| Problem requirements |
Reprint every entry, character for character.

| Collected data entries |
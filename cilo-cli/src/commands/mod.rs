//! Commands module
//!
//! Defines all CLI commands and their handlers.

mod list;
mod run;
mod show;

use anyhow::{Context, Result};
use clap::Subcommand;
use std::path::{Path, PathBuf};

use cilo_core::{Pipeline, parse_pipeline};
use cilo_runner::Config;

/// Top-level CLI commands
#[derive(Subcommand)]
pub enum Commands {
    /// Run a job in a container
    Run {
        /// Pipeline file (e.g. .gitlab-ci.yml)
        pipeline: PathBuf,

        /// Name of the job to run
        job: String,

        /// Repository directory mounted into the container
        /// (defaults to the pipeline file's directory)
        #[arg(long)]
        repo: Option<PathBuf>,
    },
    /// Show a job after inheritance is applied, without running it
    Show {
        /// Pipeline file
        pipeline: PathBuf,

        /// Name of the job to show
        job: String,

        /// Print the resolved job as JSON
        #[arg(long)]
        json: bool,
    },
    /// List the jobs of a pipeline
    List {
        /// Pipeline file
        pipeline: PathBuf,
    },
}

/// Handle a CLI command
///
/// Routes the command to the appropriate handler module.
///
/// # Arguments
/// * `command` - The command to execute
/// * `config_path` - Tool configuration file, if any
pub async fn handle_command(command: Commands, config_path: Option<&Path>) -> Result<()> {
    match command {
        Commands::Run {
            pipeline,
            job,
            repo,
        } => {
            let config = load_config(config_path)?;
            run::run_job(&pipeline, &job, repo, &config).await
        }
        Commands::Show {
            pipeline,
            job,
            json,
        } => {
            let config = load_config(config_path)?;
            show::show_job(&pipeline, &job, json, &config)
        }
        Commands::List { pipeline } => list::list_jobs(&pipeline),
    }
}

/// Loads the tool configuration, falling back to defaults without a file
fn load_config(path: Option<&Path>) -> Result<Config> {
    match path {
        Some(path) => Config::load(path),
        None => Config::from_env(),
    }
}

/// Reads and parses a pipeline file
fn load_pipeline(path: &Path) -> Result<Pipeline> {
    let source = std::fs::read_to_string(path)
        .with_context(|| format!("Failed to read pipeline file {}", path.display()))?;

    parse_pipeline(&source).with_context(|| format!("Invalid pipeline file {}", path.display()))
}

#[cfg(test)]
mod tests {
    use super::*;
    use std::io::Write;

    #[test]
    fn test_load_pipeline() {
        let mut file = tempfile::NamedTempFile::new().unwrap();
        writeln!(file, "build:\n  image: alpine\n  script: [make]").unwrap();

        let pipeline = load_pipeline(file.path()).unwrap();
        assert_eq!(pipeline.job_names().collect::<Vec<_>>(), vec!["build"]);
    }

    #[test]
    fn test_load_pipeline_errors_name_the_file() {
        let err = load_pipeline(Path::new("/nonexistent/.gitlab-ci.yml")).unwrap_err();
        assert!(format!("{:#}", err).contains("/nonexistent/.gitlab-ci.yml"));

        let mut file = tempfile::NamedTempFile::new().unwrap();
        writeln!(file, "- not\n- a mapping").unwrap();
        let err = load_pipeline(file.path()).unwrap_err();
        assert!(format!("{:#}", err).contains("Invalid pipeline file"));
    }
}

| Your response |
filename cilo-cli/src/commands/mod.rs
//! Commands module
//!
//! Defines all CLI commands and their handlers.

mod list;
mod run;
mod show;

use anyhow::{Context, Result};
use clap::Subcommand;
use std::path::{Path, PathBuf};

use cilo_core::{Pipeline, parse_pipeline};
use cilo_runner::Config;

/// Top-level CLI commands
#[derive(Subcommand)]
pub enum Commands {
    /// Run a job in a container
    Run {
        /// Pipeline file (e.g. .gitlab-ci.yml)
        pipeline: PathBuf,

        /// Name of the job to run
        job: String,

        /// Repository directory mounted into the container
        /// (defaults to the pipeline file's directory)
        #[arg(long)]
        repo: Option<PathBuf>,
    },
    /// Show a job after inheritance is applied, without running it
    Show {
        /// Pipeline file
        pipeline: PathBuf,

        /// Name of the job to show
        job: String,

        /// Print the resolved job as JSON
        #[arg(long)]
        json: bool,
    },
    /// List the jobs of a pipeline
    List {
        /// Pipeline file
        pipeline: PathBuf,
    },
}

/// Handle a CLI command
///
/// Routes the command to the appropriate handler module.
///
/// # Arguments
/// * `command` - The command to execute
/// * `config_path` - Tool configuration file, if any
pub async fn handle_command(command: Commands, config_path: Option<&Path>) -> Result<()> {
    match command {
        Commands::Run {
            pipeline,
            job,
            repo,
        } => {
            let config = load_config(config_path)?;
            run::run_job(&pipeline, &job, repo, &config).await
        }
        Commands::Show {
            pipeline,
            job,
            json,
        } => {
            let config = load_config(config_path)?;
            show::show_job(&pipeline, &job, json, &config)
        }
        Commands::List { pipeline } => list::list_jobs(&pipeline),
    }
}

/// Loads the tool configuration, falling back to defaults without a file
fn load_config(path: Option<&Path>) -> Result<Config> {
    match path {
        Some(path) => Config::load(path),
        None => Config::from_env(),
    }
}

/// Reads and parses a pipeline file
fn load_pipeline(path: &Path) -> Result<Pipeline> {
    let source = std::fs::read_to_string(path)
        .with_context(|| format!("Failed to read pipeline file {}", path.display()))?;

    parse_pipeline(&source).with_context(|| format!("Invalid pipeline file {}", path.display()))
}

#[cfg(test)]
mod tests {
    use super::*;
    use std::io::Write;

    #[test]
    fn test_load_pipeline() {
        let mut file = tempfile::NamedTempFile::new().unwrap();
        writeln!(file, "build:\n  image: alpine\n  script: [make]").unwrap();

        let pipeline = load_pipeline(file.path()).unwrap();
        assert_eq!(pipeline.job_names().collect::<Vec<_>>(), vec!["build"]);
    }

    #[test]
    fn test_load_pipeline_errors_name_the_file() {
        let err = load_pipeline(Path::new("/nonexistent/.gitlab-ci.yml")).unwrap_err();
        assert!(format!("{:#}", err).contains("/nonexistent/.gitlab-ci.yml"));

        let mut file = tempfile::NamedTempFile::new().unwrap();
        writeln!(file, "- not\n- a mapping").unwrap();
        let err = load_pipeline(file.path()).unwrap_err();
        assert!(format!("{:#}", err).contains("Invalid pipeline file"));
    }
}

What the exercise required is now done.